Exploring the variation in associations between socioeconomic indicators and non-communicable diseases in the Tromsø Study: an algorithmic approach

Abstract

Aims: We contribute to the methodological literature on the assessment of health inequalities by applying an algorithmic approach to evaluate the capabilities of socioeconomic variables in predicting the prevalence of non-communicable diseases in a Norwegian health survey. Methods: We use data from the seventh survey of the population based Tromsø Study (2015–2016), including 11,074 women and 10,009 men aged 40 years and above. We apply the random forest algorithm to predict four non-communicable disease outcomes (heart attack, cancer, diabetes and stroke) based on information on a number of social root causes and health behaviours. We evaluate our results using the classification error, the mean decrease in accuracy, partial dependence statistics. Results: Results suggest that education, household income and occupation to a variable extent contribute to predicting non-communicable disease outcomes. Prediction misclassification ranges between 25.1% and 35.4% depending on the non-communicable diseases under study. Partial dependences reveal mostly expected health gradients, with some examples of complex functional relationships. Out-of-sample model validation shows that predictions translate to new data input. Conclusions: Algorithmic modelling can provide additional empirical detail and metrics for evaluating heterogeneous inequalities in morbidity.

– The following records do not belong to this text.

impl ChipAnalyzer {
    /// Create an analyzer with explicit parameters.
    pub fn new(
        price_bins: usize,
        peak_top_n: usize,
        concentration_top_fraction: f64,
        validation_distance: f64,
    ) -> Self {
        Self {
            price_bins: price_bins.max(1),
            peak_top_n,
            concentration_top_fraction,
            validation_distance,
        }
    }

    /// Create an analyzer from an analysis configuration.
    pub fn from_config(config: &AnalysisConfig) -> Self {
        Self::new(
            config.price_bins,
            config.peak_top_n,
            config.concentration_top_fraction,
            config.validation_distance,
        )
    }

    /// Build the holding histogram from a session's raw ticks.
    ///
    /// Ticks without a positive price and volume are skipped and counted;
    /// they are the malformed mass the classifier tags as noise.
    pub fn build_distribution(&self, ticks: &[Tick]) -> DistributionBuild {
        let mut skipped = 0u64;
        let mut min_price = f64::INFINITY;
        let mut max_price = f64::NEG_INFINITY;
        for tick in ticks {
            if tick.price <= 0.0 || tick.volume == 0 {
                skipped += 1;
                continue;
            }
            min_price = min_price.min(tick.price);
            max_price = max_price.max(tick.price);
        }

        if min_price > max_price {
            return DistributionBuild {
                distribution: ChipDistribution::default(),
                skipped_ticks: skipped,
            };
        }

        // Degenerate session: everything traded at one price.
        if max_price == min_price {
            let volume: u64 = ticks
                .iter()
                .filter(|t| t.price > 0.0 && t.volume > 0)
                .map(|t| t.volume)
                .sum();
            return DistributionBuild {
                distribution: ChipDistribution {
                    centers: vec![min_price],
                    volumes: vec![volume],
                    step: 0.0,
                },
                skipped_ticks: skipped,
            };
        }

        let step = (max_price - min_price) / self.price_bins as f64;
        let centers = (0..self.price_bins)
            .map(|i| min_price + (i as f64 + 0.5) * step)
            .collect();
        let mut volumes = vec![0u64; self.price_bins];

        for tick in ticks {
            if tick.price <= 0.0 || tick.volume == 0 {
                continue;
            }
            let index = ((tick.price - min_price) / step) as usize;
            let index = index.min(self.price_bins - 1);
            volumes[index] += tick.volume;
        }

        DistributionBuild {
            distribution: ChipDistribution {
                centers,
                volumes,
                step,
            },
            skipped_ticks: skipped,
        }
    }

    /// Top buckets by volume, ties broken by lower price.
    pub fn peaks(&self, distribution: &ChipDistribution) -> Vec<ChipPeak> {
        let mut buckets: Vec<ChipPeak> = distribution
            .iter()
            .filter(|&(_, volume)| volume > 0)
            .map(|(price, volume)| ChipPeak { price, volume })
            .collect();
        buckets.sort_by(|a, b| {
            b.volume
                .cmp(&a.volume)
                .then(a.price.partial_cmp(&b.price).unwrap_or(std::cmp::Ordering::Equal))
        });
        buckets.truncate(self.peak_top_n);
        buckets
    }

    /// Support and resistance around a reference price (usually the
    /// session close).
    pub fn support_resistance(
        &self,
        distribution: &ChipDistribution,
        reference_price: f64,
    ) -> SupportResistance {
        let mut support: Option<ChipPeak> = None;
        let mut resistance: Option<ChipPeak> = None;

        for (price, volume) in distribution.iter() {
            if volume == 0 {
                continue;
            }
            let candidate = ChipPeak { price, volume };
            if price <= reference_price {
                // Ascending scan plus strict greater-than keeps the
                // lowest-priced bucket on volume ties.
                if support.map_or(true, |best| volume > best.volume) {
                    support = Some(candidate);
                }
            } else if resistance.map_or(true, |best| volume > best.volume) {
                resistance = Some(candidate);
            }
        }

        SupportResistance {
            support: support.map(|p| p.price),
            resistance: resistance.map(|p| p.price),
        }
    }

    /// Fraction of total volume held by the top fifth of buckets (by
    /// default), 0 when the distribution is empty.
    pub fn concentration_ratio(&self, distribution: &ChipDistribution) -> f64 {
        let total = distribution.total_volume();
        if total == 0 {
            return 0.0;
        }

        let mut volumes: Vec<u64> = distribution.volumes.clone();
        volumes.sort_unstable_by(|a, b| b.cmp(a));

        let top_count = ((distribution.len() as f64 * self.concentration_top_fraction) as usize)
            .max(1);
        let top_volume: u64 = volumes.iter().take(top_count).sum();
        top_volume as f64 / total as f64
    }

    /// Validate a cost estimate against the dominant chip peak.
    ///
    /// An empty distribution (or one without peaks) yields `Valid`: there
    /// is no evidence to contradict the estimate.
    pub fn validate_cost(&self, weighted_cost: f64, distribution: &ChipDistribution) -> ValidationStatus {
        if distribution.is_empty() {
            return ValidationStatus::Valid;
        }
        let peaks = self.peaks(distribution);
        let Some(peak) = peaks.first() else {
            return ValidationStatus::Valid;
        };

        let distance = (weighted_cost - peak.price).abs() / peak.price;
        if distance > self.validation_distance {
            log::warn!(
                "cost {:.2} sits {:.1}% from chip peak {:.2}; marking estimate invalid",
                weighted_cost,
                distance * 100.0,
                peak.price
            );
            ValidationStatus::Invalid
        } else {
            ValidationStatus::Valid
        }
    }
}
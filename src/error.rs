//! Error types for the analysis pipeline.
//!
//! The core pipeline itself never fails per tick: malformed data degrades to
//! `NOISE` and is counted (see `session::QualityCounters`). Errors surface
//! only at the edges — invalid configuration at startup, and per-job
//! failures in batch processing.

use thiserror::Error;

/// Crate-wide result alias.
pub type Result<T> = std::result::Result<T, AnalysisError>;

/// Errors produced at the pipeline edges.
#[derive(Debug, Error)]
pub enum AnalysisError {
    /// Invalid configuration, fatal at startup.
    #[error("configuration error: {0}")]
    Config(String),

    /// A session job could not be processed (batch mode).
    #[error("session error for {symbol} {date}: {reason}")]
    Session {
        symbol: String,
        date: String,
        reason: String,
    },

    /// I/O failure while reading or writing configuration files.
    #[error("I/O error: {0}")]
    Io(#[from] std::io::Error),

    /// Catch-all for adapter-boundary failures.
    #[error("{0}")]
    Generic(String),
}

impl AnalysisError {
    /// Create a configuration error.
    pub fn config<S: Into<String>>(msg: S) -> Self {
        AnalysisError::Config(msg.into())
    }

    /// Create a generic error.
    pub fn generic<S: Into<String>>(msg: S) -> Self {
        AnalysisError::Generic(msg.into())
    }
}
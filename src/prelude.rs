//! Prelude module for convenient imports.
//!
//! Re-exports the most commonly used types for ergonomic usage of the
//! analysis pipeline.
//!
//! # Usage
//!
//! ```ignore
//! use capital_tracker::prelude::*;
//!
//! let analyzer = SessionAnalyzer::new(AnalysisConfig::default())?;
//! let result = analyzer.analyze_day(symbol, date, &ticks, &history, cap);
//! ```

// ============================================================================
// Data model
// ============================================================================

pub use crate::types::{Direction, Tick, TickFault};

// ============================================================================
// Pipeline stages
// ============================================================================

pub use crate::chip::{
    ChipAnalyzer, ChipDistribution, ChipMigration, ChipPeak, MigrationDirection,
    SupportResistance, ValidationStatus,
};
pub use crate::classifier::{Classification, Label, TickClassifier};
pub use crate::cost::{CostCalculator, NetFlow, OrderStatistics, WeightMap};
pub use crate::synthetic::{
    BufferStats, OrderType, SyntheticOrder, SyntheticOrderBuilder, TradeSide,
};

// ============================================================================
// Session driver
// ============================================================================

pub use crate::session::{DayResult, QualityCounters, SessionAnalyzer};

// ============================================================================
// Configuration and errors
// ============================================================================

pub use crate::config::AnalysisConfig;
pub use crate::error::{AnalysisError, Result};

// ============================================================================
// Batch processing (parallel feature)
// ============================================================================

#[cfg(feature = "parallel")]
pub use crate::batch::{
    BatchConfig, BatchOutput, BatchProcessor, ErrorMode, SessionFailure, SessionJob,
};
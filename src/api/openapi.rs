//! OpenAPI documentation

use axum::Router;
use utoipa::OpenApi;
use utoipa_swagger_ui::SwaggerUi;

use crate::api::{devices, health, simulation, tracking};

#[derive(OpenApi)]
#[openapi(
    info(
        title = "Device Tracker API",
        version = "1.0.0",
        description = "Registered device tracking REST API",
        license(name = "AGPL-3.0", url = "https://www.gnu.org/licenses/agpl-3.0.html")
    ),
    servers(
        (url = "/api/v1", description = "API v1")
    ),
    paths(
        // Health
        health::health_check,
        health::readiness_check,
        // Devices
        devices::list_devices,
        devices::get_device,
        devices::create_device,
        devices::update_device,
        devices::report_device,
        devices::mark_found,
        devices::admin_update_device,
        devices::delete_device,
        // Live tracker
        tracking::start_session,
        tracking::get_session,
        tracking::push_position,
        tracking::push_error,
        tracking::visibility_changed,
        tracking::wake_lock_released,
        tracking::stop_session,
        // Track viewer
        tracking::get_map,
        tracking::stream_updates,
        // Simulator
        simulation::start_simulation,
        simulation::get_simulation,
        simulation::stop_simulation,
    ),
    components(
        schemas(
            // Devices
            crate::models::device::Device,
            crate::models::device::DeviceStatus,
            crate::models::device::AdminStatus,
            crate::models::device::CreateDevice,
            crate::models::device::UpdateDevice,
            crate::models::device::ReportIncident,
            crate::models::device::AdminUpdateDevice,
            // Tracking
            crate::models::tracking::Coordinates,
            crate::models::tracking::PositionSample,
            crate::models::tracking::LogLevel,
            crate::models::tracking::ActivityEntry,
            crate::models::tracking::TrackingState,
            crate::models::tracking::TrackingStatus,
            crate::models::tracking::SimulationStatus,
            crate::services::tracker::StartTracking,
            crate::services::tracker::ReportLocationError,
            crate::services::simulator::StartSimulation,
            crate::error::LocationError,
            tracking::VisibilityChange,
            // Map
            crate::tracking::map_view::MarkerIcon,
            crate::tracking::map_view::Popup,
            crate::tracking::map_view::Marker,
            crate::tracking::map_view::Bounds,
            crate::tracking::map_view::FitBounds,
            crate::tracking::map_view::MapFrame,
            crate::tracking::viewer::ViewerSnapshot,
            crate::tracking::viewer::ViewerUpdate,
            // Health
            health::HealthResponse,
            // Errors
            crate::error::ErrorResponse,
        )
    ),
    tags(
        (name = "health", description = "Health check endpoints"),
        (name = "devices", description = "Registered device management"),
        (name = "tracking", description = "Live tracking and track viewer"),
        (name = "simulation", description = "Simulated device motion")
    )
)]
pub struct ApiDoc;

/// Create the OpenAPI documentation router
pub fn create_openapi_router() -> Router {
    Router::new()
        .merge(SwaggerUi::new("/swagger-ui").url("/api-docs/openapi.json", ApiDoc::openapi()))
}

The extent to which education, income and occupation contribute to predicting binary non-communicable disease outcomes depends on both non-communicable diseases and socioeconomic indicator. Partial dependences reveal that social gradients in non-communicable disease outcomes vary in shape between combinations of non-communicable disease outcome and socioeconomic status indicator. Misclassification rates highlight the extent of variation within socioeconomic groups, suggesting that future studies may improve predictive accuracy by exploring further subpopulation heterogeneity.